Une fatigue accumulée

La fatigue commence à peser sur ses épaules. «Moi, je me sens bien, mais je sais que j’ai gardé des séquelles du printemps. J’ai trouvé ça vraiment difficile d’investir beaucoup pour préparer [mes cours] et d’avoir peu d’élèves qui viennent à ces rencontres. C’était en virtuel. En 5e secondaire, j’avais 50% des élèves qui se présentaient. En secondaire 4, c’était proche de la moitié au début, mais plus l’année avançait, plus ça diminuait.»

«Par rapport aux élèves, je sais que la patience et le fait de donner du temps à mes élèves constituent un puits sans fond. Pour toutes les contraintes administratives et les incohérences, je sens que j’ai beaucoup moins de patience face à ça», avoue-t-elle.

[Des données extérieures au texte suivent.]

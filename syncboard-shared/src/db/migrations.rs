/// Database migration runner
///
/// Migrations live in the `migrations/` directory at the workspace root and
/// are embedded into the binary at compile time, so a deployed server can
/// bring its own schema up to date at startup.
///
/// # Example
///
/// ```no_run
/// use syncboard_shared::db::migrations::run_migrations;
/// use syncboard_shared::db::pool::{create_pool, DatabaseConfig};
///
/// #[tokio::main]
/// async fn main() -> Result<(), Box<dyn std::error::Error>> {
///     let url = std::env::var("DATABASE_URL")?;
///     let pool = create_pool(DatabaseConfig { url, ..Default::default() }).await?;
///     run_migrations(&pool).await?;
///     Ok(())
/// }
/// ```

use sqlx::postgres::PgPool;
use tracing::{info, warn};

/// Runs all pending database migrations
///
/// Migrations that have already been applied (tracked in `_sqlx_migrations`)
/// are skipped; the rest run in order.
///
/// # Errors
///
/// Returns an error if a migration fails to execute or the database
/// connection is lost during migration.
pub async fn run_migrations(pool: &PgPool) -> Result<(), sqlx::migrate::MigrateError> {
    info!("Starting database migrations");

    // Path is relative to this crate's manifest; the SQL lives at the
    // workspace root.
    if let Err(e) = sqlx::migrate!("../migrations").run(pool).await {
        warn!(error = %e, "Database migration failed");
        return Err(e);
    }

    info!("Database schema is up to date");
    Ok(())
}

Encore plusieurs préparatifs doivent se déployer avant mardi, comme l’organisation des bulles-classes. «Il y a un groupe qui provient de quatre bulles différentes pour former qu’un groupe. Ces bulles ne peuvent pas être regroupées dans le même local. Je dois enseigner en direct dans un local et ça va être filmé. Les autres élèves seront dans des locaux différents devant un ordinateur pour suivre le cours», explique Johanne Dion, précisant que l’installation technologique n’est pas encore finalisée.

Quoi qu’il en soit, l’enseignante se dit contente que les élèves soient présents en classe. «C’est sûr que ça amène des situations plus difficiles à gérer, mais au moins on les a avec nous. C’est la joie, mais c’est beaucoup d’adaptation et de résilience. Il faut être conciliant», conclut-elle.